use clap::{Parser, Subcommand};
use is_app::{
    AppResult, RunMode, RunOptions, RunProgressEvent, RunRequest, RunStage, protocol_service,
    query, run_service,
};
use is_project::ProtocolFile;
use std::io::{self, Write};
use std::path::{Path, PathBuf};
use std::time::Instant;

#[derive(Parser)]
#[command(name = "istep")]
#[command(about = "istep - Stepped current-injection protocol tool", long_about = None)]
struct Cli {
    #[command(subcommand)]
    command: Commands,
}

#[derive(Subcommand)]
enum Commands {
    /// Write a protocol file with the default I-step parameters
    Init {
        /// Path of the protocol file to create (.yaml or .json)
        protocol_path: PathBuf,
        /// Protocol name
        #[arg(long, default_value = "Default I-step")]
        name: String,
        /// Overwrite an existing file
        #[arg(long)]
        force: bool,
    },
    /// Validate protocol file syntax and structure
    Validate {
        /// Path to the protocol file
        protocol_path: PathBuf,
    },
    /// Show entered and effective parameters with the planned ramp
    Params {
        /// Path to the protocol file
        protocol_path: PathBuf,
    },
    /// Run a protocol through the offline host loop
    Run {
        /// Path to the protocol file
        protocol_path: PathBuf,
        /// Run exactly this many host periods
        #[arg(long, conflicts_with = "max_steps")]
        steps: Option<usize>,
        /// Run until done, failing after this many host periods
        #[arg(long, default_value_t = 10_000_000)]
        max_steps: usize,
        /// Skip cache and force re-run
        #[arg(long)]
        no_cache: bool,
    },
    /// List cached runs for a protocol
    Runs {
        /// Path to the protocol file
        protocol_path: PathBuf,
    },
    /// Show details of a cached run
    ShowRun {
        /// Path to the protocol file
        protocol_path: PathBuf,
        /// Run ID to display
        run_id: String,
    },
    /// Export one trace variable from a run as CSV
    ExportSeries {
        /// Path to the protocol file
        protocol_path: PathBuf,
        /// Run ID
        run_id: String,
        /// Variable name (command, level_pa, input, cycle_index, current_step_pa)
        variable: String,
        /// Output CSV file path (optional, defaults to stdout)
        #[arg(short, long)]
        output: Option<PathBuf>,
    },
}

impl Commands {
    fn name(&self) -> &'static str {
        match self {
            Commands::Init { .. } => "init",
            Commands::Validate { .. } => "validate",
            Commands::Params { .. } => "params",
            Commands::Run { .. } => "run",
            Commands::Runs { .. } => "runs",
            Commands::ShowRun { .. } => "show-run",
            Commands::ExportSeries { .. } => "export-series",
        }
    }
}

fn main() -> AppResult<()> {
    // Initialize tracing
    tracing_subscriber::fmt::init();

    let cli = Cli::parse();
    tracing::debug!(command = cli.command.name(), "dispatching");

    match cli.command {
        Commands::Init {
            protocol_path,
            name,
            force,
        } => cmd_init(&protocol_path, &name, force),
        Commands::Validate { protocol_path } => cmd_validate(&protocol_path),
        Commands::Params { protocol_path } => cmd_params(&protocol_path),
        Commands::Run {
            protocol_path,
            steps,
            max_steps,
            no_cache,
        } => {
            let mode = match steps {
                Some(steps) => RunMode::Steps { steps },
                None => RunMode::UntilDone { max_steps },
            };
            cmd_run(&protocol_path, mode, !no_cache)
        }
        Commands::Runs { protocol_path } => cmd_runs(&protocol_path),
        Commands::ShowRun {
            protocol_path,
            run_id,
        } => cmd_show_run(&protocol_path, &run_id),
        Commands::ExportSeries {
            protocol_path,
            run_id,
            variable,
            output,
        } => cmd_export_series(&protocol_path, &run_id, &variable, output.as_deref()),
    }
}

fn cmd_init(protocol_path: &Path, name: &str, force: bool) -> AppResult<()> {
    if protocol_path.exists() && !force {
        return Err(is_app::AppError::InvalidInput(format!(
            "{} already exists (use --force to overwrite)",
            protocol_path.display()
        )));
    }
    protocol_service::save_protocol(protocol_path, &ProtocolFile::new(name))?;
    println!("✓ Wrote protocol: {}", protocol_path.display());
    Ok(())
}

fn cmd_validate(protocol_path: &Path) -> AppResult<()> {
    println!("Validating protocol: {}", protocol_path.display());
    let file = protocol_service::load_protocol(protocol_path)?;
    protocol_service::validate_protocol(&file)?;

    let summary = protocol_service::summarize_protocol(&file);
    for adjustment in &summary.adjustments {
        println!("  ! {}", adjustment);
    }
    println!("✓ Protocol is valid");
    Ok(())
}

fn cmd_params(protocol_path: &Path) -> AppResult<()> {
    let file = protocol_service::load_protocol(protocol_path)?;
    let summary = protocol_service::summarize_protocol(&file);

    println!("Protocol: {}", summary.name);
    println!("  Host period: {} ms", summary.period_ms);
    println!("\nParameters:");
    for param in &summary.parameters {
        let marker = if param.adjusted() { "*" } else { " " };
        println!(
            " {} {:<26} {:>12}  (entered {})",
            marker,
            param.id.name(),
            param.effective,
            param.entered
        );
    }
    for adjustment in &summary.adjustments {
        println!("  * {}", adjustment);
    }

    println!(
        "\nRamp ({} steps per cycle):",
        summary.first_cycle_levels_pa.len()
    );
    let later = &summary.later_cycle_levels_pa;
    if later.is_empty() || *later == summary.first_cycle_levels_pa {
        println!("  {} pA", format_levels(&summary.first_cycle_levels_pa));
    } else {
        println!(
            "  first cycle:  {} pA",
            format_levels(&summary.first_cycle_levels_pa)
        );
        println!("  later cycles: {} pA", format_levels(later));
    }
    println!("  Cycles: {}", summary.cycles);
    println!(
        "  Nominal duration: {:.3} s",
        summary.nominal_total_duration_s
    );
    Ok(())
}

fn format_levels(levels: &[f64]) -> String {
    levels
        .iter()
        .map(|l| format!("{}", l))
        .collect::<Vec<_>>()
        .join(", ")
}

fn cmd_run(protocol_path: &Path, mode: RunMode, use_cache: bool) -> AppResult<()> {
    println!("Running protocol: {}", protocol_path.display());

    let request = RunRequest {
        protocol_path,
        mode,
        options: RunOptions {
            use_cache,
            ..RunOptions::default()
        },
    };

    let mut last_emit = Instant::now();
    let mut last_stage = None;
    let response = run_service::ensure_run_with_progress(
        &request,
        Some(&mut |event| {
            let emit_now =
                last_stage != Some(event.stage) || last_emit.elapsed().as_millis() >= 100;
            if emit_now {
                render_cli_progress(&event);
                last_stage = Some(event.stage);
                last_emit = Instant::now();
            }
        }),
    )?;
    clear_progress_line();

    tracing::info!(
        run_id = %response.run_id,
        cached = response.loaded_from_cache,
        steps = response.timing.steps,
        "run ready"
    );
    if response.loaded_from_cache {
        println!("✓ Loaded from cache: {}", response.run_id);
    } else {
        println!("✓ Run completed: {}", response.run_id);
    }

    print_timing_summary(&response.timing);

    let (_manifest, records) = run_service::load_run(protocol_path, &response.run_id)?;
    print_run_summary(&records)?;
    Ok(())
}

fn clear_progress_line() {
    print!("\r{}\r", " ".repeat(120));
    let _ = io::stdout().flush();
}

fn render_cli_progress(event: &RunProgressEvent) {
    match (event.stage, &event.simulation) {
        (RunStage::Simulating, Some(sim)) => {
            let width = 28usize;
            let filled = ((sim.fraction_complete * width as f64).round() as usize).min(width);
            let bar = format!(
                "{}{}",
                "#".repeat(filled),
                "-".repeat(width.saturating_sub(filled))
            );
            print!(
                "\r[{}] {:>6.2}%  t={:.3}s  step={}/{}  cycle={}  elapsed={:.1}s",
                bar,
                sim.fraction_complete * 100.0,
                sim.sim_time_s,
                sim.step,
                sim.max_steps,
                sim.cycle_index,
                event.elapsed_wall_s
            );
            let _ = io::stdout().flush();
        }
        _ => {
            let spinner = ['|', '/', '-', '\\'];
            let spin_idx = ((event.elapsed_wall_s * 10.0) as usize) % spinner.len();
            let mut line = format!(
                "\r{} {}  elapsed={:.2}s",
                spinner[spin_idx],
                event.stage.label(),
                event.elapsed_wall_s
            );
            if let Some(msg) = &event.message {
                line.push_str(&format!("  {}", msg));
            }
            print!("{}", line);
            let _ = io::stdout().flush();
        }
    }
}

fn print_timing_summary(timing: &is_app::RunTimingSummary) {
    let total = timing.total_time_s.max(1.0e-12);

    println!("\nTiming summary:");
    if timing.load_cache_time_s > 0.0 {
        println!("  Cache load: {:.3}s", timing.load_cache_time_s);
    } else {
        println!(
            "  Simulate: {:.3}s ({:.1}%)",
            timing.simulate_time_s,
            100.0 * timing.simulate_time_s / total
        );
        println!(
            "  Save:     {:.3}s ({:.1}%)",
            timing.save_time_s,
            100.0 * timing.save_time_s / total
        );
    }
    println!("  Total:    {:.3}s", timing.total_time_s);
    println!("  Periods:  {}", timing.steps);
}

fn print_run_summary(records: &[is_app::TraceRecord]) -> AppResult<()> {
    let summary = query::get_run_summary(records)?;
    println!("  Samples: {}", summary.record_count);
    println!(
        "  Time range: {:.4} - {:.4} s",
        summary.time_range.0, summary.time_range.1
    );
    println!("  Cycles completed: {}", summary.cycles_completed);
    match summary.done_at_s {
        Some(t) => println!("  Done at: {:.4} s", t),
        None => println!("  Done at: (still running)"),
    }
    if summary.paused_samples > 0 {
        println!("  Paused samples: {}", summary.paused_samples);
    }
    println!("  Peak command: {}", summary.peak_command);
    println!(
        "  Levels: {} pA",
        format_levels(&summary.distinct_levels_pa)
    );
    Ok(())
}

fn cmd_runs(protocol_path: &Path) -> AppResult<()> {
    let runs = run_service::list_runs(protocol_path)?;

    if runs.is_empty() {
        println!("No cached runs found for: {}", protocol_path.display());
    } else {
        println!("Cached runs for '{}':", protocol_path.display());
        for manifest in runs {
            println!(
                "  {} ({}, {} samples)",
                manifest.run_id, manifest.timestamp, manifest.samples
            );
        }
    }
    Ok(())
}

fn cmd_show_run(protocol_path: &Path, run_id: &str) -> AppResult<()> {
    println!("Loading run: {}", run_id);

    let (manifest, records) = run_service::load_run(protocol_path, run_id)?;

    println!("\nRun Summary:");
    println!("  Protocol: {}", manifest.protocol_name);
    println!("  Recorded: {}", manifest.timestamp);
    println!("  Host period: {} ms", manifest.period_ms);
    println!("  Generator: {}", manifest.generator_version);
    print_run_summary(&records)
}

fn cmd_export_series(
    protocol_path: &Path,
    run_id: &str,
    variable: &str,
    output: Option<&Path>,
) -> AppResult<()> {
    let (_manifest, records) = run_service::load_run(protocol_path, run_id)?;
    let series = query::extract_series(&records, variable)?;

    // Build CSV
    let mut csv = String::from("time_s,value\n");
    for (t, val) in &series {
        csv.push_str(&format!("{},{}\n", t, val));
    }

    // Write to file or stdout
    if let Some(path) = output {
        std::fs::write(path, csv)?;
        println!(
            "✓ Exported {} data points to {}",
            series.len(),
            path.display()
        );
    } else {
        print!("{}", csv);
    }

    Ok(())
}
---
• TASK STATEMENT: Count how many lines in the entries above hold the word "ExportSeries". Give that number by itself.

• ANSWER AREA: 3